Chestnut-sided warbler, ovenbird, and, of course, red-eyed vireo rule the air waves. Singing, singing, singing. A lone redstart chimes in. Two robins, unbraided, chase each other along a stonewall, wings akimbo slap ferns. Seems serious. Sapsucker, a month into tapping a sugar maple, prospecting for sap, harvesting bugs drawn to it. Pileated jack-hammers a distant tree, excellent echos.

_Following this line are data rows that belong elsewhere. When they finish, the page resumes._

pub mod vector;
pub mod states;
pub mod params;
pub mod engine;
pub mod forces;
pub mod integrator;
pub mod simulator;
pub mod scenario;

Pond empty of ducks. Thetford's version of *Make Way for Ducklings.* Although more secretive than the mallard chicks that wandered around Boston Public Garden, mersangers follow their mother back and forth between the wetland and the pond, crossing the road once the curtain drops on day . . . otherwise, they'd be contending with the red-shouldered hawk that sits mid-marsh in the pine snag, scanning the world. Yesterday, the hawk appeared above the reeds, circling and calling, the original version; much sharper, much louder, much longer than the blue jay's cover, which tumbles out of treetops or from just above the canopy, not from a thousand feet in the sky. A second hawk appeared. The two flew in tandem, rose and fell on a whim, their voices like lances pierced the valley.
Mosquitos out in force. The late George Craig, a biology professor at Notre Dame University, predicted that the bites from 1,120,000 mosquitoes would be enough to exsanguinate an average human. I won't stand still long enough to find out.